1) Keys must not be mutable, unless you have a user-defined class that is hashable but also mutable. That's all that's forced upon you. However, using a hashable, mutable object as a dict key might be a bad idea.

2) By not sharing values between the two dicts. It's OK to share the keys, because they must be immutable. Copying the dictionary, in the copy module sense, is definitely safe. Calling the dict constructor here works, too: b = dict(a). You could also use immutable values.

3) All built-in immutable types are hashable. All built-in mutable types are not hashable. For an object to be hashable, it must have the same hash over its entire lifetime, even if it is mutated.

4) Not that I'm aware of; I'm describing 2.x.

A type is mutable if it is not immutable. A type is immutable if it is a built-in immutable type: str, int, long, bool, float, tuple, and probably a couple others I'm forgetting. User-defined types are always mutable.

An object is mutable if it is not immutable. An object is immutable if it consists, recursively, of only immutable-typed sub-objects. Thus, a tuple of lists is mutable; you cannot replace the elements of the tuple, but you can modify them through the list interface, changing the overall data.


There are MutableSequence, MutableSet, MutableMapping in module collections.
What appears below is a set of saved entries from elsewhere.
//! Share enumeration types.

use serde::{Deserialize, Serialize};
use std::fmt;
use std::str::FromStr;

/// Who may use a share's link.
#[derive(Debug, Clone, Copy, PartialEq, Eq, Hash, Serialize, Deserialize, sqlx::Type)]
#[sqlx(type_name = "share_access_level", rename_all = "lowercase")]
#[serde(rename_all = "lowercase")]
pub enum AccessLevel {
    /// Only explicitly listed principals.
    Restricted,
    /// Anyone holding the link token, including anonymous callers.
    Anyone,
}

impl AccessLevel {
    /// Return the access level as a lowercase string.
    pub fn as_str(&self) -> &'static str {
        match self {
            Self::Restricted => "restricted",
            Self::Anyone => "anyone",
        }
    }
}

impl fmt::Display for AccessLevel {
    fn fmt(&self, f: &mut fmt::Formatter<'_>) -> fmt::Result {
        write!(f, "{}", self.as_str())
    }
}

impl FromStr for AccessLevel {
    type Err = nimbus_core::AppError;

    fn from_str(s: &str) -> Result<Self, Self::Err> {
        match s.to_lowercase().as_str() {
            "restricted" => Ok(Self::Restricted),
            "anyone" => Ok(Self::Anyone),
            _ => Err(nimbus_core::AppError::validation(format!(
                "Invalid access level: '{s}'"
            ))),
        }
    }
}

/// Capability granted by a share.
///
/// Ordered by privilege: Viewer < Commenter < Editor. Only the viewer floor
/// gates anything today; the higher tiers are carried through unchanged.
#[derive(
    Debug, Clone, Copy, PartialEq, Eq, PartialOrd, Ord, Hash, Serialize, Deserialize, sqlx::Type,
)]
#[sqlx(type_name = "share_permission", rename_all = "lowercase")]
#[serde(rename_all = "lowercase")]
pub enum SharePermission {
    /// Read-only access.
    Viewer,
    /// Can add comments but not modify.
    Commenter,
    /// Can edit content and metadata.
    Editor,
}

impl Default for SharePermission {
    fn default() -> Self {
        Self::Viewer
    }
}

impl SharePermission {
    /// Check if this permission grants at least the given level.
    pub fn has_at_least(&self, required: SharePermission) -> bool {
        *self >= required
    }

    /// Return the permission as a lowercase string.
    pub fn as_str(&self) -> &'static str {
        match self {
            Self::Viewer => "viewer",
            Self::Commenter => "commenter",
            Self::Editor => "editor",
        }
    }
}

impl fmt::Display for SharePermission {
    fn fmt(&self, f: &mut fmt::Formatter<'_>) -> fmt::Result {
        write!(f, "{}", self.as_str())
    }
}

impl FromStr for SharePermission {
    type Err = nimbus_core::AppError;

    fn from_str(s: &str) -> Result<Self, Self::Err> {
        match s.to_lowercase().as_str() {
            "viewer" => Ok(Self::Viewer),
            "commenter" => Ok(Self::Commenter),
            "editor" => Ok(Self::Editor),
            _ => Err(nimbus_core::AppError::validation(format!(
                "Invalid share permission: '{s}'"
            ))),
        }
    }
}

#[cfg(test)]
mod tests {
    use super::*;

    #[test]
    fn test_permission_ordering() {
        assert!(SharePermission::Viewer < SharePermission::Commenter);
        assert!(SharePermission::Commenter < SharePermission::Editor);
        assert!(SharePermission::Editor.has_at_least(SharePermission::Viewer));
        assert!(!SharePermission::Viewer.has_at_least(SharePermission::Commenter));
        assert_eq!(SharePermission::default(), SharePermission::Viewer);
    }

    #[test]
    fn test_parse_round_trip() {
        assert_eq!(
            "Anyone".parse::<AccessLevel>().unwrap(),
            AccessLevel::Anyone
        );
        assert_eq!(
            "editor".parse::<SharePermission>().unwrap(),
            SharePermission::Editor
        );
        assert!("owner".parse::<SharePermission>().is_err());
        assert!("public".parse::<AccessLevel>().is_err());
    }
}
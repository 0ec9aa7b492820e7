//! File and folder tree entities.

pub mod category;
pub mod model;

pub use category::TypeCategory;
pub use model::{NewNode, Node, NodeKind};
Which can be used to check mutability of premade types.

issubclass(TYPE, (MutableSequence, MutableSet, MutableMapping))

If you want use this on user defined types, the type must be either inherited from one of them or registered as a virtual subclass.

class x(MutableSequence):
    ...

or

class x:
    ...

abc.ABCMeta.register(MutableSequence,x)

There isn't actually any such thing as mutability or immutability at the language level in Python. Some objects provide no way to change them (eg. strings and tuples), and so are effectively immutable, but it's purely conceptual; there's no property at the language level indicating this, neither to your code nor to Python itself.

Immutability is not actually relevant to dicts; it's perfectly fine to use mutable values as keys. What matters is comparison and hashing: the object must always remain equal to itself. For example:

class example(object):
    def __init__(self, a):
        self.value = a
    def __eq__(self, rhs):
        return self.value == rhs.value
    def __hash__(self):
        return hash(self.value)

a = example(1)
d = {a: "first"}
a.data = 2
print d[example(1)]

Here, example is not immutable; we're modifying it with a.data = 2. Yet, we're using it as a key of a hash without any trouble. Why? The property we're changing has no effect on equality: the hash is unchanged, and example(1) is always equal to example(1), ignoring any other properties.

The most common use of this is caching and memoization: having a property cached or not doesn't logically change the object, and usually has no effect on equality.

(I'm going to stop here--please don't ask five questions at once.)